Seirō (聖籠町, Seirō-machi) is a town located in Niigata Prefecture, Japan. As of 1 July 2019, the town had an estimated population of 14,025 in 4715 households, and a population density of 373 persons per km^{2}. The total area of the town was 37.58 sqkm.

==Geography==
Seirō is located in central Niigata Prefecture, sandwiched between the cities of Niigata and Shibata, with a small coastline on the Sea of Japan.
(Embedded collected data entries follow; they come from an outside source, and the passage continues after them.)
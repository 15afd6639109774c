//! 安全单关节运动
//!
//! Feetech 的同步写会同时驱动所有关节，因此目标表必须完整：
//! 先读取所有关节的当前位置，只替换被移动的那一个，再整表写入。
//! 整个序列在从臂总线锁内执行，轮询线程无法插入。

use crate::error::ArmError;
use lumo_driver::ArmMonitor;
use lumo_protocol::{JointArray, JointName, Register};
use lumo_tools::CalibrationStore;
use serde::{Deserialize, Serialize};
use tracing::{info, warn};

pub const DEFAULT_SPEED: i32 = 50;
pub const DEFAULT_ACCELERATION: i32 = 50;
/// 加速度寄存器上限
pub const MAX_ACCELERATION: i32 = 254;

fn default_speed() -> i32 {
    DEFAULT_SPEED
}

fn default_acceleration() -> i32 {
    DEFAULT_ACCELERATION
}

/// 单关节运动请求
#[derive(Debug, Clone, Copy, PartialEq, Serialize, Deserialize)]
pub struct JointMoveRequest {
    pub joint: JointName,
    /// 目标角度（夹爪为百分比）
    pub angle: f64,
    /// 速度百分比，超出 `[0, 100]` 时截断
    #[serde(default = "default_speed")]
    pub speed: i32,
    /// 超出 `[0, 254]` 时截断
    #[serde(default = "default_acceleration")]
    pub acceleration: i32,
}

impl JointMoveRequest {
    pub fn new(joint: JointName, angle: f64) -> Self {
        Self {
            joint,
            angle,
            speed: DEFAULT_SPEED,
            acceleration: DEFAULT_ACCELERATION,
        }
    }

    pub fn speed(mut self, speed: i32) -> Self {
        self.speed = speed;
        self
    }

    pub fn acceleration(mut self, acceleration: i32) -> Self {
        self.acceleration = acceleration;
        self
    }

    pub fn clamped_speed(&self) -> i32 {
        self.speed.clamp(0, 100)
    }

    pub fn clamped_acceleration(&self) -> u8 {
        self.acceleration.clamp(0, MAX_ACCELERATION) as u8
    }
}

/// 运动结果
#[derive(Debug, Clone, Copy, PartialEq, Serialize)]
pub struct JointMoveReport {
    pub joint: JointName,
    /// 实际下发的目标（截断后）
    pub angle_sent: f64,
    pub requested: f64,
    pub clamped: bool,
    pub goal_velocity: u16,
    pub acceleration: u8,
}

/// 速度百分比 → `Goal_Velocity` 寄存器值
///
/// 100% 写 0（舵机最大速度）；其余按 `50 + (99 - pct) / 99 * 1950` 线性映射，
/// 结果至少为 1（0 会被舵机解释为不限速）。
pub fn goal_velocity(speed_pct: i32) -> u16 {
    let pct = speed_pct.clamp(0, 100);
    if pct == 100 {
        return 0;
    }
    let value = 50.0 + f64::from(99 - pct) / 99.0 * 1950.0;
    value.round().max(1.0) as u16
}

/// 在指定手臂上执行一次单关节运动
///
/// 顺序：离线检查（不触碰总线）→ 读取限位并截断 → 读取当前位置 →
/// 写 `Goal_Velocity` → 写 `Acceleration` → 写完整的 `Goal_Position` → 使能扭矩。
/// 失败不会修改监视器状态。
pub fn move_joint(
    monitor: &ArmMonitor,
    calibration: &CalibrationStore,
    request: &JointMoveRequest,
) -> Result<JointMoveReport, ArmError> {
    let role = monitor.role();
    if !monitor.is_connected() {
        return Err(ArmError::Offline { role });
    }
    if !request.angle.is_finite() {
        return Err(ArmError::InvalidRequest(format!(
            "angle for {} must be finite",
            request.joint
        )));
    }

    // 每次运动都重新读取标定文件
    let limit = calibration.clamp_limits(role).get_or_fallback(request.joint);
    let (angle, clamped) = limit.clamp(request.angle);
    if clamped {
        warn!(
            "Clamped {} target {:.1} to {:.1} (limits {:.1}..{:.1})",
            request.joint, request.angle, angle, limit.min, limit.max
        );
    }

    let velocity = goal_velocity(request.clamped_speed());
    let acceleration = request.clamped_acceleration();

    monitor.with_bus(|bus| -> Result<(), ArmError> {
        let present = bus
            .sync_read(Register::PresentPosition)
            .map_err(ArmError::Actuation)?;
        let missing = present.missing();
        let Some(mut goal) = present.transpose() else {
            let names: Vec<&str> = missing.iter().map(|j| j.as_str()).collect();
            return Err(ArmError::Read(format!(
                "missing present position for {}",
                names.join(", ")
            )));
        };
        goal[request.joint] = angle;

        bus.sync_write(Register::GoalVelocity, &JointArray::splat(f64::from(velocity)))
            .map_err(ArmError::Actuation)?;
        bus.sync_write(Register::Acceleration, &JointArray::splat(f64::from(acceleration)))
            .map_err(ArmError::Actuation)?;
        bus.sync_write(Register::GoalPosition, &goal)
            .map_err(ArmError::Actuation)?;
        bus.enable_torque().map_err(ArmError::Actuation)
    })??;

    info!(
        "Moved {} {} to {:.1} (velocity {}, acceleration {})",
        role, request.joint, angle, velocity, acceleration
    );
    Ok(JointMoveReport {
        joint: request.joint,
        angle_sent: angle,
        requested: request.angle,
        clamped,
        goal_velocity: velocity,
        acceleration,
    })
}

#[cfg(test)]
mod tests {
    use super::*;
    use lumo_bus::BusError;
    use lumo_bus::mock::{BusCall, MockBusFactory};
    use lumo_driver::MonitorConfig;
    use lumo_protocol::ArmRole;
    use proptest::prelude::*;
    use std::sync::Arc;
    use std::time::{Duration, Instant};

    const CALIBRATION: &str = r#"{
        "shoulder_pan": {"id": 1, "drive_mode": 0, "homing_offset": 0, "range_min": 943, "range_max": 3337},
        "shoulder_lift": {"id": 2, "drive_mode": 0, "homing_offset": 0, "range_min": 775, "range_max": 3266},
        "elbow_flex": {"id": 3, "drive_mode": 0, "homing_offset": 0, "range_min": 890, "range_max": 3081},
        "wrist_flex": {"id": 4, "drive_mode": 0, "homing_offset": 0, "range_min": 652, "range_max": 3222},
        "wrist_roll": {"id": 5, "drive_mode": 0, "homing_offset": 0, "range_min": 0, "range_max": 4095},
        "gripper": {"id": 6, "drive_mode": 0, "homing_offset": 0, "range_min": 2000, "range_max": 3500}
    }"#;

    struct Fixture {
        factory: MockBusFactory,
        monitor: ArmMonitor,
        store: CalibrationStore,
        _dir: tempfile::TempDir,
    }

    fn fixture() -> Fixture {
        fixture_polling(Duration::from_millis(5))
    }

    fn fixture_polling(poll_interval: Duration) -> Fixture {
        let dir = tempfile::tempdir().unwrap();
        let path = dir.path().join("follower.json");
        std::fs::write(&path, CALIBRATION).unwrap();
        let store = CalibrationStore::new(dir.path()).with_path(ArmRole::Follower, path);

        let factory = MockBusFactory::new();
        let monitor = ArmMonitor::new(
            ArmRole::Follower,
            "/dev/ttyACM1",
            Arc::new(factory.clone()),
            MonitorConfig {
                poll_interval,
                retry_delay: Duration::from_millis(20),
                join_timeout: Duration::from_secs(2),
            },
        );
        Fixture {
            factory,
            monitor,
            store,
            _dir: dir,
        }
    }

    fn connected(fixture: &Fixture) {
        fixture.monitor.start().unwrap();
        let deadline = Instant::now() + Duration::from_secs(2);
        while !fixture.monitor.is_connected() && Instant::now() < deadline {
            std::thread::sleep(Duration::from_millis(2));
        }
        assert!(fixture.monitor.is_connected());
    }

    #[test]
    fn test_goal_velocity_scenarios() {
        assert_eq!(goal_velocity(100), 0);
        assert_eq!(goal_velocity(30), 1409);
        assert_eq!(goal_velocity(99), 50);
        assert_eq!(goal_velocity(0), 2000);
        assert_eq!(goal_velocity(150), 0);
        assert_eq!(goal_velocity(-5), 2000);
    }

    #[test]
    fn test_request_defaults_from_json() {
        let request: JointMoveRequest =
            serde_json::from_str(r#"{"joint": "elbow_flex", "angle": 12.5}"#).unwrap();
        assert_eq!(request, JointMoveRequest::new(JointName::ElbowFlex, 12.5));
        assert_eq!(request.speed, 50);
        assert_eq!(request.acceleration, 50);
    }

    #[test]
    fn test_offline_guard_touches_no_bus() {
        let fixture = fixture();
        let request = JointMoveRequest::new(JointName::ShoulderPan, 10.0);
        let result = move_joint(&fixture.monitor, &fixture.store, &request);
        assert!(matches!(result, Err(ArmError::Offline { role: ArmRole::Follower })));
        assert!(fixture.factory.log().calls().is_empty());
    }

    #[test]
    fn test_move_writes_in_order_with_full_goal_map() {
        let fixture = fixture();
        connected(&fixture);
        let log = fixture.factory.log();
        let mut present = JointArray::splat(Some(5.0));
        present[JointName::Gripper] = Some(40.0);
        log.set_positions(present);

        let request = JointMoveRequest::new(JointName::ElbowFlex, 20.0).speed(30);
        let report = move_joint(&fixture.monitor, &fixture.store, &request).unwrap();
        assert_eq!(report.angle_sent, 20.0);
        assert!(!report.clamped);
        assert_eq!(report.goal_velocity, 1409);
        assert_eq!(report.acceleration, 50);

        let writes = log.writes();
        let registers: Vec<Register> = writes.iter().map(|(r, _)| *r).collect();
        assert_eq!(
            registers,
            vec![Register::GoalVelocity, Register::Acceleration, Register::GoalPosition]
        );
        assert_eq!(writes[0].1, JointArray::splat(1409.0));
        assert_eq!(writes[1].1, JointArray::splat(50.0));

        let goal = writes[2].1;
        assert_eq!(goal[JointName::ElbowFlex], 20.0);
        assert_eq!(goal[JointName::Gripper], 40.0);
        assert_eq!(goal[JointName::ShoulderPan], 5.0);

        let torque = log.position(|c| matches!(c, BusCall::EnableTorque { .. })).unwrap();
        let goal_write = log
            .position(|c| matches!(c, BusCall::SyncWrite { register: Register::GoalPosition, .. }))
            .unwrap();
        assert!(goal_write < torque);
    }

    #[test]
    fn test_move_clamps_to_calibration_limits() {
        let fixture = fixture();
        connected(&fixture);

        let request = JointMoveRequest::new(JointName::ShoulderPan, 150.0);
        let report = move_joint(&fixture.monitor, &fixture.store, &request).unwrap();
        assert!(report.clamped);
        assert_eq!(report.requested, 150.0);
        assert_eq!(report.angle_sent, 105.2);

        let (_, goal) = fixture.factory.log().writes().pop().unwrap();
        assert_eq!(goal[JointName::ShoulderPan], 105.2);
    }

    #[test]
    fn test_move_without_calibration_uses_fallback() {
        let fixture = fixture();
        connected(&fixture);
        let store = CalibrationStore::new(fixture._dir.path().join("missing"));

        let report = move_joint(
            &fixture.monitor,
            &store,
            &JointMoveRequest::new(JointName::Gripper, 130.0),
        )
        .unwrap();
        assert_eq!(report.angle_sent, 100.0);

        let report = move_joint(
            &fixture.monitor,
            &store,
            &JointMoveRequest::new(JointName::WristFlex, -200.0),
        )
        .unwrap();
        assert_eq!(report.angle_sent, -180.0);
    }

    #[test]
    fn test_missing_present_position_aborts_before_writes() {
        let fixture = fixture();
        connected(&fixture);
        let log = fixture.factory.log();
        log.set_position(JointName::WristRoll, None);

        let result = move_joint(
            &fixture.monitor,
            &fixture.store,
            &JointMoveRequest::new(JointName::ShoulderLift, 0.0),
        );
        match result {
            Err(ArmError::Read(msg)) => assert!(msg.contains("wrist_roll")),
            other => panic!("unexpected result: {:?}", other),
        }
        assert!(log.writes().is_empty());
        assert_eq!(log.count(|c| matches!(c, BusCall::EnableTorque { .. })), 0);
    }

    #[test]
    fn test_present_position_read_failure_is_actuation_error() {
        // 慢轮询：首轮读取完成后监视器不会在运动期间再次读取
        let fixture = fixture_polling(Duration::from_secs(10));
        connected(&fixture);
        let log = fixture.factory.log();
        log.fail_reads(true);

        let result = move_joint(
            &fixture.monitor,
            &fixture.store,
            &JointMoveRequest::new(JointName::ElbowFlex, 10.0),
        );
        assert!(matches!(result, Err(ArmError::Actuation(BusError::Timeout))));
        assert!(log.writes().is_empty());
        assert_eq!(log.count(|c| matches!(c, BusCall::EnableTorque { .. })), 0);
        fixture.monitor.stop();
    }

    #[test]
    fn test_write_failure_is_actuation_error() {
        let fixture = fixture();
        connected(&fixture);
        let log = fixture.factory.log();
        log.fail_write(Some(Register::Acceleration));

        let result = move_joint(
            &fixture.monitor,
            &fixture.store,
            &JointMoveRequest::new(JointName::ShoulderLift, 0.0),
        );
        assert!(matches!(result, Err(ArmError::Actuation(_))));
        assert_eq!(
            log.count(|c| matches!(c, BusCall::SyncWrite { register: Register::GoalPosition, .. })),
            0
        );
        // 监视器仍在线
        assert!(fixture.monitor.is_connected());
    }

    #[test]
    fn test_non_finite_angle_rejected() {
        let fixture = fixture();
        connected(&fixture);
        fixture.factory.log().clear();

        let result = move_joint(
            &fixture.monitor,
            &fixture.store,
            &JointMoveRequest::new(JointName::ShoulderLift, f64::NAN),
        );
        assert!(matches!(result, Err(ArmError::InvalidRequest(_))));
        assert!(fixture.factory.log().writes().is_empty());
    }

    proptest! {
        #[test]
        fn prop_speed_and_acceleration_clamped(speed in any::<i32>(), acceleration in any::<i32>()) {
            let request = JointMoveRequest::new(JointName::Gripper, 0.0)
                .speed(speed)
                .acceleration(acceleration);
            prop_assert!((0..=100).contains(&request.clamped_speed()));
            prop_assert!(i32::from(request.clamped_acceleration()) <= MAX_ACCELERATION);
            let velocity = goal_velocity(speed);
            prop_assert!(velocity <= 2000);
            prop_assert!(velocity == 0 || velocity >= 50);
        }

        #[test]
        fn prop_velocity_decreases_with_speed(a in 0i32..100, b in 0i32..100) {
            prop_assume!(a < b);
            prop_assert!(goal_velocity(a) >= goal_velocity(b));
        }
    }
}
===Surrounding municipalities===
- Niigata Prefecture
  - Kita-ku
  - Shibata

==Climate==
Seirō has a humid climate (Köppen Cfa) characterized by warm, wet summers and cold winters with heavy snowfall. The average annual temperature in Seirō is 13.1 °C. The average annual rainfall is 1940 mm with September as the wettest month. The temperatures are highest on average in August, at around 26.3 °C, and lowest in January, at around 1.5 °C.

==Demographics==
Per Japanese census data, the population of Seirō has grown slightly over the past 50 years.

==History==
The area of present-day Seirō was part of ancient Echigo Province. After the Meiji restoration, the area was organized as part of Kitakanbara District, Niigata. The village of Seirō was established on April 1, 1889, with the creation of the modern municipalities system. It was raised to town status in August 1977.

==Economy==
The local economy was formerly dependent on commercial fishing, but is now dominated by industry, notably the production of precision components and food processing. The Higashi-Niigata Thermal Power Station, a large fossil-fuel thermal power station operated by Tohoku Electric, is located in Seirō. The Port of Niigata is a major employer.

==Education==
Seirō has three public elementary schools and one public middle school operated by the town government. The town does not have a high school.

==Transportation==
===Railway===
- Seirō is not served by any passenger train routes.